Pytorch-lightning: learning rate scheduler does not appear to step

Created on 8 Nov 2020 · 7Comments · Source: PyTorchLightning/pytorch-lightning

🐛 Bug

when using learning rate scheduler from PyTorch, it appears that it does not step

Please reproduce using the BoringModel and post here

Yes I used the notebook above and the only thing I did is to add callback to the trainer.
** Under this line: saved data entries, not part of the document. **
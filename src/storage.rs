//! On-disk state: the browser session blob and the last task's history.

use std::fs::OpenOptions;
use std::io::{BufReader, BufWriter, Write};
use std::path::{Path, PathBuf};

use serde::{Deserialize, Serialize};
use tracing::debug;

use crate::error::StorageError;
use crate::history::HistoryEntry;
use crate::types::Task;

pub const SESSION_FILE: &str = "session.bin";
pub const HISTORY_FILE: &str = "history.json";

/// The last task together with everything it recorded.
#[derive(Debug, Clone, PartialEq, Serialize, Deserialize)]
pub struct SavedTask {
    pub task: Task,
    pub history: Vec<HistoryEntry>,
}

#[derive(Debug, Clone)]
pub struct StateStore {
    dir: PathBuf,
}

impl StateStore {
    pub fn new(dir: impl Into<PathBuf>) -> Self {
        Self { dir: dir.into() }
    }

    pub fn dir(&self) -> &Path {
        &self.dir
    }

    /// Store the opaque session blob exactly as the browser produced it.
    pub fn save_session(&self, blob: &[u8]) -> Result<(), StorageError> {
        std::fs::create_dir_all(&self.dir)?;
        std::fs::write(self.dir.join(SESSION_FILE), blob)?;
        debug!(bytes = blob.len(), "session state saved");
        Ok(())
    }

    pub fn load_session(&self) -> Result<Option<Vec<u8>>, StorageError> {
        let path = self.dir.join(SESSION_FILE);
        if !path.exists() {
            return Ok(None);
        }
        Ok(Some(std::fs::read(path)?))
    }

    pub fn save_task(&self, saved: &SavedTask) -> Result<(), StorageError> {
        std::fs::create_dir_all(&self.dir)?;
        let file = OpenOptions::new()
            .write(true)
            .create(true)
            .truncate(true)
            .open(self.dir.join(HISTORY_FILE))?;
        let mut writer = BufWriter::new(file);
        serde_json::to_writer_pretty(&mut writer, saved)?;
        writer.flush()?;
        debug!(entries = saved.history.len(), "history saved");
        Ok(())
    }

    pub fn load_task(&self) -> Result<Option<SavedTask>, StorageError> {
        let path = self.dir.join(HISTORY_FILE);
        if !path.exists() {
            return Ok(None);
        }
        let file = std::fs::File::open(path)?;
        let saved = serde_json::from_reader(BufReader::new(file))?;
        Ok(Some(saved))
    }
}
#![allow(dead_code)]

use std::collections::{HashMap, HashSet, VecDeque};
use std::sync::Arc;
use std::sync::atomic::{AtomicUsize, Ordering};
use std::time::Duration;

use async_trait::async_trait;
use parking_lot::Mutex;

use browser_pilot::actuator::Actuator;
use browser_pilot::config::LoopConfig;
use browser_pilot::decider::Decider;
use browser_pilot::error::{ActionError, DeciderError};
use browser_pilot::history::History;
use browser_pilot::orchestrator::TaskOrchestrator;
use browser_pilot::tabs::{TabHandle, TabSession, TabSummary};
use browser_pilot::types::{
    ActionIntent, ActionKind, ActionName, InteractiveElement, PageSnapshot, ScrollDirection, Task,
};

pub fn fast_config() -> LoopConfig {
    LoopConfig {
        settle_delay: Duration::ZERO,
        failure_delay: Duration::ZERO,
        request_timeout: Duration::from_secs(5),
        action_timeout: Duration::from_secs(5),
        snapshot_timeout: Duration::from_secs(5),
        shutdown_grace: Duration::from_secs(1),
        ..LoopConfig::default()
    }
}

pub fn orchestrator(decider: &Arc<ScriptedDecider>, actuator: &Arc<MockActuator>) -> TaskOrchestrator {
    TaskOrchestrator::new(decider.clone(), actuator.clone(), fast_config())
}

pub fn navigate(url: &str) -> ActionIntent {
    ActionIntent::new(ActionKind::Navigate { url: url.into() }, "open the page")
}

pub fn click(selector: &str) -> ActionIntent {
    ActionIntent::new(
        ActionKind::Click {
            selector: selector.into(),
        },
        "press it",
    )
}

pub fn scroll() -> ActionIntent {
    ActionIntent::new(
        ActionKind::Scroll {
            direction: ScrollDirection::Down,
            amount: 400,
        },
        "look further down",
    )
}

pub fn extract() -> ActionIntent {
    ActionIntent::new(ActionKind::Extract, "read the page")
}

pub fn ask_user(question: &str) -> ActionIntent {
    ActionIntent::new(
        ActionKind::AskUser {
            question: question.into(),
        },
        "",
    )
}

pub fn element(selector: &str, text: &str) -> InteractiveElement {
    InteractiveElement {
        tag: "button".into(),
        text: text.into(),
        selector: selector.into(),
        is_visible: true,
        is_clickable: true,
    }
}

/// What the decider was shown on one call.
#[derive(Debug, Clone)]
pub struct Seen {
    pub url: String,
    pub description: String,
    pub vocabulary: Vec<ActionName>,
    pub history_len: usize,
}

/// Replays a fixed list of replies. Once the list is exhausted it repeats
/// `fallback`, or reports completion when there is none.
#[derive(Default)]
pub struct ScriptedDecider {
    script: Mutex<VecDeque<Result<Option<ActionIntent>, DeciderError>>>,
    fallback: Option<ActionIntent>,
    delay: Option<Duration>,
    pub seen: Mutex<Vec<Seen>>,
}

impl ScriptedDecider {
    pub fn new(intents: Vec<ActionIntent>) -> Arc<Self> {
        Arc::new(Self {
            script: Mutex::new(intents.into_iter().map(|i| Ok(Some(i))).collect()),
            ..Default::default()
        })
    }

    pub fn with_replies(replies: Vec<Result<Option<ActionIntent>, DeciderError>>) -> Arc<Self> {
        Arc::new(Self {
            script: Mutex::new(replies.into()),
            ..Default::default()
        })
    }

    pub fn repeating(intent: ActionIntent) -> Arc<Self> {
        Arc::new(Self {
            fallback: Some(intent),
            ..Default::default()
        })
    }

    pub fn slow(delay: Duration) -> Arc<Self> {
        Arc::new(Self {
            delay: Some(delay),
            ..Default::default()
        })
    }

    pub fn push(&self, intent: ActionIntent) {
        self.script.lock().push_back(Ok(Some(intent)));
    }

    pub fn calls(&self) -> usize {
        self.seen.lock().len()
    }

    pub fn seen(&self, call: usize) -> Seen {
        self.seen.lock()[call].clone()
    }
}

#[async_trait]
impl Decider for ScriptedDecider {
    async fn decide(
        &self,
        _task: &Task,
        snapshot: &PageSnapshot,
        history: &History,
        vocabulary: &[ActionName],
    ) -> Result<Option<ActionIntent>, DeciderError> {
        self.seen.lock().push(Seen {
            url: snapshot.url.clone(),
            description: snapshot.description.clone(),
            vocabulary: vocabulary.to_vec(),
            history_len: history.len(),
        });
        if let Some(delay) = self.delay {
            tokio::time::sleep(delay).await;
        }
        let next = self.script.lock().pop_front();
        match next {
            Some(reply) => reply,
            None => Ok(self.fallback.clone()),
        }
    }

    async fn analyze_page(&self, snapshot: &PageSnapshot, task: &str) -> Result<String, DeciderError> {
        Ok(format!("{} is relevant to {task}", snapshot.url))
    }
}

#[derive(Debug, Clone, PartialEq)]
pub struct MockTab(pub String);

impl TabHandle for MockTab {
    fn tab_id(&self) -> String {
        self.0.clone()
    }
}

/// In-memory browser. Pages are looked up by URL; every call is recorded.
pub struct MockActuator {
    pub session: Arc<TabSession<MockTab>>,
    urls: Mutex<HashMap<String, String>>,
    pages: Mutex<HashMap<String, PageSnapshot>>,
    missing: Mutex<HashSet<String>>,
    popup_after_snapshot: Mutex<Option<String>>,
    popup_on_click: Mutex<HashMap<String, String>>,
    fail_snapshots: Mutex<bool>,
    hang_export: Mutex<bool>,
    next_tab: AtomicUsize,
    pub snapshots: AtomicUsize,
    pub calls: Mutex<Vec<String>>,
    pub imported: Mutex<Option<Vec<u8>>>,
}

impl MockActuator {
    pub fn new() -> Arc<Self> {
        let actuator = Self {
            session: Arc::new(TabSession::new()),
            urls: Mutex::new(HashMap::new()),
            pages: Mutex::new(HashMap::new()),
            missing: Mutex::new(HashSet::new()),
            popup_after_snapshot: Mutex::new(None),
            popup_on_click: Mutex::new(HashMap::new()),
            fail_snapshots: Mutex::new(false),
            hang_export: Mutex::new(false),
            next_tab: AtomicUsize::new(0),
            snapshots: AtomicUsize::new(0),
            calls: Mutex::new(Vec::new()),
            imported: Mutex::new(None),
        };
        actuator.add_tab("about:blank");
        Arc::new(actuator)
    }

    fn add_tab(&self, url: &str) -> usize {
        let id = format!("tab-{}", self.next_tab.fetch_add(1, Ordering::SeqCst));
        self.urls.lock().insert(id.clone(), url.to_string());
        self.session.open(MockTab(id))
    }

    pub fn with_page(self: &Arc<Self>, page: PageSnapshot) -> Arc<Self> {
        self.pages.lock().insert(page.url.clone(), page);
        self.clone()
    }

    pub fn set_current_page(&self, page: PageSnapshot) {
        if let Ok(tab) = self.session.active() {
            self.urls.lock().insert(tab.0, page.url.clone());
        }
        self.pages.lock().insert(page.url.clone(), page);
    }

    pub fn missing_selector(&self, selector: &str) {
        self.missing.lock().insert(selector.to_string());
    }

    /// The page opens a tab right after the next snapshot is taken.
    pub fn popup_after_next_snapshot(&self, url: &str) {
        *self.popup_after_snapshot.lock() = Some(url.to_string());
    }

    /// Clicking `selector` makes the page open `url` in a new tab, which
    /// shows up only after the post-click snapshot.
    pub fn popup_on_click(&self, selector: &str, url: &str) {
        self.popup_on_click
            .lock()
            .insert(selector.to_string(), url.to_string());
    }

    pub fn fail_snapshots(&self) {
        *self.fail_snapshots.lock() = true;
    }

    /// Session export never returns.
    pub fn hang_export(&self) {
        *self.hang_export.lock() = true;
    }

    pub fn calls(&self) -> Vec<String> {
        self.calls.lock().clone()
    }

    fn record(&self, call: String) {
        self.calls.lock().push(call);
    }

    fn active_id(&self) -> Result<String, ActionError> {
        Ok(self.session.active()?.0)
    }

    fn current_url(&self) -> Result<String, ActionError> {
        let id = self.active_id()?;
        Ok(self.urls.lock().get(&id).cloned().unwrap_or_default())
    }
}

#[async_trait]
impl Actuator for MockActuator {
    async fn navigate(&self, url: &str) -> Result<(), ActionError> {
        self.record(format!("navigate {url}"));
        let id = self.active_id()?;
        self.urls.lock().insert(id, url.to_string());
        Ok(())
    }

    async fn click(&self, selector: &str) -> Result<(), ActionError> {
        self.record(format!("click {selector}"));
        if self.missing.lock().contains(selector) {
            return Err(ActionError::ElementNotFound {
                selector: selector.to_string(),
            });
        }
        let popup = self.popup_on_click.lock().get(selector).cloned();
        if let Some(url) = popup {
            *self.popup_after_snapshot.lock() = Some(url);
        }
        Ok(())
    }

    async fn type_text(&self, selector: &str, text: &str) -> Result<(), ActionError> {
        self.record(format!("type {selector} {text}"));
        Ok(())
    }

    async fn scroll(&self, direction: ScrollDirection, amount: u32) -> Result<(), ActionError> {
        self.record(format!("scroll {direction:?} {amount}"));
        Ok(())
    }

    async fn extract_snapshot(&self) -> Result<PageSnapshot, ActionError> {
        self.snapshots.fetch_add(1, Ordering::SeqCst);
        if *self.fail_snapshots.lock() {
            return Err(ActionError::Transport("page crashed".to_string()));
        }
        let url = self.current_url()?;
        let snapshot = self
            .pages
            .lock()
            .get(&url)
            .cloned()
            .unwrap_or_else(|| PageSnapshot {
                url: url.clone(),
                title: url.clone(),
                ..Default::default()
            });
        let popup = self.popup_after_snapshot.lock().take();
        if let Some(popup) = popup {
            self.add_tab(&popup);
        }
        Ok(snapshot)
    }

    async fn open_tab(&self, url: Option<&str>) -> Result<(), ActionError> {
        self.record(format!("open_tab {}", url.unwrap_or("")));
        self.add_tab(url.unwrap_or("about:blank"));
        Ok(())
    }

    async fn switch_tab(&self, index: usize) -> Result<(), ActionError> {
        self.record(format!("switch_tab {index}"));
        self.session.switch_to(index)?;
        Ok(())
    }

    fn tabs(&self) -> TabSummary {
        self.session.summary()
    }

    async fn export_session(&self) -> Result<Vec<u8>, ActionError> {
        let hang = *self.hang_export.lock();
        if hang {
            std::future::pending::<()>().await;
        }
        Ok(b"cookie=1".to_vec())
    }

    async fn import_session(&self, blob: &[u8]) -> Result<(), ActionError> {
        *self.imported.lock() = Some(blob.to_vec());
        Ok(())
    }

    async fn close(&self) -> Result<(), ActionError> {
        self.session.clear();
        Ok(())
    }
}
See code below

To Reproduce

from pytorch_lightning.callbacks import LearningRateMonitor

def test_x(tmpdir):
    # init model
    model = BoringModel()

    lr_monitor = LearningRateMonitor(logging_interval='step')

    # Initialize a trainer
    trainer = pl.Trainer(
        max_epochs=1, 
        progress_bar_refresh_rate=20,
        callbacks=[lr_monitor]
    )

    # Train the model ⚡
    trainer.fit(model, train, val)

    trainer.test(test_dataloaders=test)

After the code run, open the log using tensorboard

%load_ext tensorboard
%tensorboard --logdir lightning_logs --reload_interval 1

and look for the lr-SGD curve and I find it flat instead of gradually decrease 10% (gamma=0.1 by default) every 10 steps.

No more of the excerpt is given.